* _Excerpted data_:
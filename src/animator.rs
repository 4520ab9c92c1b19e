//! Smooth window geometry animation.
//!
//! One animator per window drives linearly interpolated resize/reposition
//! toward a target over a fixed duration, sampling once per frame tick.
//! Starting a new animation cancels the in-flight one (replace, not stack),
//! so a window never has two competing geometry writers. Platform failures
//! are logged and the animation carries on best-effort.

use std::sync::atomic::{AtomicBool, Ordering};
use std::sync::Arc;

use tokio::task::JoinHandle;
use tokio::time::{interval, Duration, Instant, MissedTickBehavior};
use tracing::warn;

use crate::config::TICK_INTERVAL;
use crate::platform::WindowPlatform;

/// Which edge stays put while the size changes.
#[derive(Debug, Clone, Copy, PartialEq, Eq)]
pub enum Anchor {
    /// Position untouched; the window grows/shrinks to the right and down.
    Free,
    /// Right edge fixed: expanding to the left moves the window left.
    Left,
    /// Bottom edge fixed: expanding upward moves the window up.
    Top,
    /// Both axes change symmetrically around the center.
    Center,
}

struct Animation {
    cancelled: Arc<AtomicBool>,
    handle: JoinHandle<()>,
}

pub struct WindowAnimator {
    platform: Arc<dyn WindowPlatform>,
    window_id: String,
    current: Option<Animation>,
}

impl WindowAnimator {
    pub fn new(platform: Arc<dyn WindowPlatform>, window_id: impl Into<String>) -> Self {
        Self {
            platform,
            window_id: window_id.into(),
            current: None,
        }
    }

    /// Animates the window size by `(dw, dh)` over `duration`, holding the
    /// edge selected by `anchor`. Replaces any in-flight animation. Returns
    /// immediately; use [`join`](Self::join) to wait for completion.
    pub async fn start(&mut self, dw: f64, dh: f64, duration: Duration, anchor: Anchor) {
        // The old task must be fully gone before the new one exists, so the
        // window never has two geometry writers.
        if let Some(anim) = self.current.take() {
            anim.cancelled.store(true, Ordering::Relaxed);
            anim.handle.abort();
            let _ = anim.handle.await;
        }

        let (start_w, start_h) = match self.platform.inner_size(&self.window_id).await {
            Ok(size) => size,
            Err(e) => {
                warn!(window = %self.window_id, error = %e, "cannot read size, skipping animation");
                return;
            }
        };
        let start_pos = match self.platform.outer_position(&self.window_id).await {
            Ok(pos) => pos,
            Err(e) => {
                warn!(window = %self.window_id, error = %e, "cannot read position, skipping animation");
                return;
            }
        };

        let cancelled = Arc::new(AtomicBool::new(false));
        let platform = Arc::clone(&self.platform);
        let id = self.window_id.clone();
        let token = Arc::clone(&cancelled);

        let handle = tokio::spawn(async move {
            let started = Instant::now();
            let mut ticker = interval(TICK_INTERVAL);
            ticker.set_missed_tick_behavior(MissedTickBehavior::Skip);
            loop {
                ticker.tick().await;
                if token.load(Ordering::Relaxed) {
                    return;
                }

                // Clamp so the final sample lands exactly on the target.
                let progress = if duration.is_zero() {
                    1.0
                } else {
                    (started.elapsed().as_secs_f64() / duration.as_secs_f64()).min(1.0)
                };

                let w = start_w + dw * progress;
                let h = start_h + dh * progress;
                let (x, y) = match anchor {
                    Anchor::Free => (start_pos.x, start_pos.y),
                    Anchor::Left => (start_pos.x - dw * progress, start_pos.y),
                    Anchor::Top => (start_pos.x, start_pos.y - dh * progress),
                    Anchor::Center => (
                        start_pos.x - dw * progress / 2.0,
                        start_pos.y - dh * progress / 2.0,
                    ),
                };

                if let Err(e) = platform.set_size(&id, w, h).await {
                    warn!(window = %id, error = %e, "set_size failed");
                }
                if let Err(e) = platform.set_position(&id, x, y).await {
                    warn!(window = %id, error = %e, "set_position failed");
                }

                if progress >= 1.0 {
                    return;
                }
            }
        });

        self.current = Some(Animation { cancelled, handle });
    }

    /// Cancels the in-flight animation, if any. The window keeps whatever
    /// intermediate geometry it had.
    pub fn cancel(&mut self) {
        if let Some(anim) = self.current.take() {
            anim.cancelled.store(true, Ordering::Relaxed);
            anim.handle.abort();
        }
    }

    /// Waits for the current animation to run to completion.
    pub async fn join(&mut self) {
        if let Some(anim) = self.current.take() {
            let _ = anim.handle.await;
        }
    }
}
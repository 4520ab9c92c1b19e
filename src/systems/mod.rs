// Per-tick simulation systems, orchestrated by the session controller.

pub mod combat;
pub mod motion;

pub use combat::{collides, player_touches_edge, resolve_projectile_hits};
pub use motion::{advance_all, exit_side, Exit};
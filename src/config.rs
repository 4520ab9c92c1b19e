use std::{env, path::PathBuf, time::Duration};

// Runtime constants (not gameplay tuning — that lives in `tuning`).

/// Fixed step for session tick loops and animation sampling (~60 Hz).
pub const TICK_INTERVAL: Duration = Duration::from_millis(1000 / 60);

/// Capacity of the broadcast channel backing the sync bus.
pub const SYNC_CHANNEL_CAPACITY: usize = 100;

/// Capacity for inbound session commands.
pub const COMMAND_CHANNEL_CAPACITY: usize = 1024;

/// How many recently-seen message ids each subscriber remembers for dedup.
pub const SEEN_IDS_CAPACITY: usize = 64;

/// Width the gameplay constants were tuned against; everything spatial is
/// scaled by `reference / actual` monitor width.
pub const REFERENCE_SCREEN_WIDTH: f64 = 1920.0;

/// Unscaled side length of the primary window at session start and game over.
pub const DEFAULT_WINDOW_WIDTH: f64 = 600.0;

pub const PLAYER_RADIUS: f64 = 10.0;
pub const PROJECTILE_RADIUS: f64 = 5.0;
pub const PROJECTILE_SPEED: f64 = 5.0;

/// Concurrent satellite windows the primary session will keep open at most.
pub const MAX_SATELLITE_WINDOWS: usize = 6;

/// Cadence at which the primary tries to open another satellite window.
pub const SATELLITE_SPAWN_INTERVAL: Duration = Duration::from_secs(5);

/// Process-wide cap on concurrent bosses, enforced via bus messages.
pub const BOSS_CAP: u32 = 3;

/// Seconds between boss shots in a satellite window.
pub const BOSS_SHOOT_INTERVAL: Duration = Duration::from_secs(2);

/// Cadence of the shrink loop in the primary window.
pub const SHRINK_INTERVAL: Duration = Duration::from_millis(50);

/// Duration of one shrink animation step.
pub const SHRINK_ANIMATION: Duration = Duration::from_millis(50);

/// Duration of the expand-on-edge-hit animation.
pub const EXPAND_ANIMATION: Duration = Duration::from_millis(250);

/// Duration of the re-center animation after game over.
pub const GAMEOVER_ANIMATION: Duration = Duration::from_millis(250);

/// Directory for persisted blobs (options, score, achievements).
pub fn data_dir() -> PathBuf {
    env::var("WINDOWKILL_DATA_DIR")
        .map(PathBuf::from)
        .unwrap_or_else(|_| PathBuf::from(".windowkill"))
}
use serde::{Deserialize, Serialize};

#[derive(Debug, Clone, PartialEq, Serialize, Deserialize)]
pub struct SkillScore {
    pub name: String,
    pub level: f64,
}

#[derive(Debug, Clone, PartialEq, Serialize, Deserialize)]
pub struct ProficiencyBand {
    pub name: String,
    pub threshold: f64,
}

/// One chart record: a skill, its own level, and every band threshold
/// broadcast into the row. `band_levels` is index-aligned with the
/// dataset's `band_names`.
#[derive(Debug, Clone, PartialEq)]
pub struct ChartRow {
    pub skill: String,
    pub level: f64,
    pub band_levels: Vec<f64>,
}

/// Rows sorted ascending by level, with the first row repeated at the end
/// so each plotted trace forms a closed loop.
#[derive(Debug, Clone, PartialEq)]
pub struct ChartDataset {
    pub band_names: Vec<String>,
    pub rows: Vec<ChartRow>,
}

impl ChartDataset {
    /// Number of distinct skills, excluding the closure row.
    pub fn skill_count(&self) -> usize {
        self.rows.len().saturating_sub(1)
    }

    /// Largest value across skill levels and band thresholds, for the
    /// radial scale.
    pub fn max_radius(&self) -> f64 {
        self.rows
            .iter()
            .flat_map(|row| std::iter::once(row.level).chain(row.band_levels.iter().copied()))
            .fold(0.0_f64, f64::max)
    }
}

#[derive(Debug, Clone, Copy, PartialEq, Eq)]
pub enum FillMode {
    None,
    ToNext,
}

#[derive(Debug, thiserror::Error, PartialEq)]
pub enum StyleError {
    #[error("opacity must be within 0.0..=1.0, got {0}")]
    OpacityOutOfRange(f64),
    #[error("line width must be positive, got {0}")]
    NonPositiveLineWidth(f64),
}

/// Draw style for one trace. Validated at construction; fields stay
/// private so an invalid style cannot be assembled.
#[derive(Debug, Clone, Copy, PartialEq)]
pub struct TraceStyle {
    fill: FillMode,
    opacity: f64,
    line_width: f64,
}

impl TraceStyle {
    pub fn new(fill: FillMode, opacity: f64, line_width: f64) -> Result<Self, StyleError> {
        if !(0.0..=1.0).contains(&opacity) {
            return Err(StyleError::OpacityOutOfRange(opacity));
        }
        if line_width <= 0.0 {
            return Err(StyleError::NonPositiveLineWidth(line_width));
        }
        Ok(Self {
            fill,
            opacity,
            line_width,
        })
    }

    /// Band ring style: translucent fill between rings, thin outline.
    pub fn band_default() -> Self {
        Self {
            fill: FillMode::ToNext,
            opacity: 0.5,
            line_width: 1.0,
        }
    }

    /// Skill trace style: no fill, full opacity, heavy line.
    pub fn skill_default() -> Self {
        Self {
            fill: FillMode::None,
            opacity: 1.0,
            line_width: 4.0,
        }
    }

    pub fn fill(&self) -> FillMode {
        self.fill
    }

    pub fn opacity(&self) -> f64 {
        self.opacity
    }

    pub fn line_width(&self) -> f64 {
        self.line_width
    }
}

#[cfg(test)]
mod tests {
    use super::*;

    #[test]
    fn trace_style_accepts_valid_options() {
        let style = TraceStyle::new(FillMode::ToNext, 0.5, 1.0).unwrap();
        assert_eq!(style.fill(), FillMode::ToNext);
        assert_eq!(style.opacity(), 0.5);
        assert_eq!(style.line_width(), 1.0);
    }

    #[test]
    fn trace_style_rejects_out_of_range_opacity() {
        assert_eq!(
            TraceStyle::new(FillMode::None, 1.5, 1.0),
            Err(StyleError::OpacityOutOfRange(1.5))
        );
        assert_eq!(
            TraceStyle::new(FillMode::None, -0.1, 1.0),
            Err(StyleError::OpacityOutOfRange(-0.1))
        );
    }

    #[test]
    fn trace_style_rejects_non_positive_line_width() {
        assert_eq!(
            TraceStyle::new(FillMode::None, 1.0, 0.0),
            Err(StyleError::NonPositiveLineWidth(0.0))
        );
    }

    #[test]
    fn max_radius_covers_levels_and_thresholds() {
        let dataset = ChartDataset {
            band_names: vec!["Advanced".to_string()],
            rows: vec![
                ChartRow {
                    skill: "A".to_string(),
                    level: 3.0,
                    band_levels: vec![10.0],
                },
                ChartRow {
                    skill: "A".to_string(),
                    level: 3.0,
                    band_levels: vec![10.0],
                },
            ],
        };
        assert_eq!(dataset.max_radius(), 10.0);
        assert_eq!(dataset.skill_count(), 1);
    }
}
use crate::models::{ChartDataset, ChartRow, ProficiencyBand, SkillScore};

#[derive(Debug, thiserror::Error, PartialEq)]
pub enum PrepareError {
    #[error("insufficient data: no skills to plot")]
    InsufficientData,
    #[error("no proficiency bands declared")]
    NoBands,
}

/// Builds the dataset behind the radar chart: one row per skill sorted
/// ascending by level, every band threshold broadcast into each row, and
/// the first row appended again at the end.
///
/// The sort is stable, so skills with equal levels keep their input order.
/// That order decides which row is duplicated for polygon closure, so it is
/// part of the contract, not an accident. Levels outside any particular
/// scale pass through unchanged.
pub fn prepare(
    skills: &[SkillScore],
    bands: &[ProficiencyBand],
) -> Result<ChartDataset, PrepareError> {
    if skills.is_empty() {
        return Err(PrepareError::InsufficientData);
    }
    if bands.is_empty() {
        return Err(PrepareError::NoBands);
    }

    let band_levels: Vec<f64> = bands.iter().map(|band| band.threshold).collect();

    let mut rows: Vec<ChartRow> = skills
        .iter()
        .map(|skill| ChartRow {
            skill: skill.name.clone(),
            level: skill.level,
            band_levels: band_levels.clone(),
        })
        .collect();

    rows.sort_by(|a, b| {
        a.level
            .partial_cmp(&b.level)
            .unwrap_or(std::cmp::Ordering::Equal)
    });

    // Close the polygon: the plotted line returns to its starting vertex.
    let closure = rows[0].clone();
    rows.push(closure);

    Ok(ChartDataset {
        band_names: bands.iter().map(|band| band.name.clone()).collect(),
        rows,
    })
}

#[cfg(test)]
mod tests {
    use super::*;

    fn skill(name: &str, level: f64) -> SkillScore {
        SkillScore {
            name: name.to_string(),
            level,
        }
    }

    fn band(name: &str, threshold: f64) -> ProficiencyBand {
        ProficiencyBand {
            name: name.to_string(),
            threshold,
        }
    }

    #[test]
    fn row_count_is_skill_count_plus_one() {
        let skills = vec![skill("Python", 8.0), skill("SQL", 8.0), skill("R", 5.0)];
        let bands = vec![band("Basic", 4.0), band("Full", 7.5)];

        let dataset = prepare(&skills, &bands).unwrap();
        assert_eq!(dataset.rows.len(), skills.len() + 1);
        assert_eq!(dataset.skill_count(), skills.len());
    }

    #[test]
    fn last_row_duplicates_the_first() {
        let skills = vec![skill("Python", 8.0), skill("R", 5.0)];
        let bands = vec![band("Basic", 4.0)];

        let dataset = prepare(&skills, &bands).unwrap();
        assert_eq!(dataset.rows.first(), dataset.rows.last());
    }

    #[test]
    fn rows_sort_ascending_with_stable_ties() {
        let skills = vec![skill("A", 3.0), skill("B", 1.0), skill("C", 1.0)];
        let bands = vec![band("Low", 2.0)];

        let dataset = prepare(&skills, &bands).unwrap();
        let order: Vec<(&str, f64)> = dataset
            .rows
            .iter()
            .map(|row| (row.skill.as_str(), row.level))
            .collect();
        assert_eq!(
            order,
            vec![("B", 1.0), ("C", 1.0), ("A", 3.0), ("B", 1.0)]
        );
        assert!(dataset.rows.iter().all(|row| row.band_levels == vec![2.0]));
    }

    #[test]
    fn band_columns_are_broadcast_constant() {
        let skills = vec![skill("Python", 8.0), skill("R", 5.0), skill("SQL", 7.0)];
        let bands = vec![band("Basic", 4.0), band("Full", 7.5), band("Advanced", 10.0)];

        let dataset = prepare(&skills, &bands).unwrap();
        assert_eq!(
            dataset.band_names,
            vec!["Basic".to_string(), "Full".to_string(), "Advanced".to_string()]
        );
        for row in &dataset.rows {
            assert_eq!(row.band_levels, vec![4.0, 7.5, 10.0]);
        }
    }

    #[test]
    fn prepare_is_idempotent_across_calls() {
        let skills = vec![skill("Python", 8.0), skill("R", 5.0)];
        let bands = vec![band("Basic", 4.0)];

        let first = prepare(&skills, &bands).unwrap();
        let second = prepare(&skills, &bands).unwrap();
        assert_eq!(first, second);
    }

    #[test]
    fn single_skill_yields_two_identical_rows() {
        let skills = vec![skill("A", 5.0)];
        let bands = vec![band("Basic", 4.0)];

        let dataset = prepare(&skills, &bands).unwrap();
        assert_eq!(dataset.rows.len(), 2);
        assert_eq!(dataset.rows[0], dataset.rows[1]);
        assert_eq!(dataset.rows[0].skill, "A");
        assert_eq!(dataset.rows[0].level, 5.0);
        assert_eq!(dataset.rows[0].band_levels, vec![4.0]);
    }

    #[test]
    fn empty_skills_is_an_explicit_error() {
        let bands = vec![band("Basic", 4.0)];
        assert_eq!(prepare(&[], &bands), Err(PrepareError::InsufficientData));
    }

    #[test]
    fn empty_bands_is_an_explicit_error() {
        let skills = vec![skill("A", 5.0)];
        assert_eq!(prepare(&skills, &[]), Err(PrepareError::NoBands));
    }

    #[test]
    fn out_of_range_levels_pass_through() {
        let skills = vec![skill("A", 14.0), skill("B", -2.0)];
        let bands = vec![band("Basic", 4.0)];

        let dataset = prepare(&skills, &bands).unwrap();
        assert_eq!(dataset.rows[0].level, -2.0);
        assert_eq!(dataset.rows[1].level, 14.0);
    }
}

* _What needs to be done_:
Reproduce the lines above, beginning at the line with "pub const PROJECTILE_RADIUS: f64 = 5.0;" and stopping after the line with "a satellite window.", exactly as they are.

* _Result for this exercise_:
pub const PROJECTILE_RADIUS: f64 = 5.0;
pub const PROJECTILE_SPEED: f64 = 5.0;

/// Concurrent satellite windows the primary session will keep open at most.
pub const MAX_SATELLITE_WINDOWS: usize = 6;

/// Cadence at which the primary tries to open another satellite window.
pub const SATELLITE_SPAWN_INTERVAL: Duration = Duration::from_secs(5);

/// Process-wide cap on concurrent bosses, enforced via bus messages.
pub const BOSS_CAP: u32 = 3;

/// Seconds between boss shots in a satellite window.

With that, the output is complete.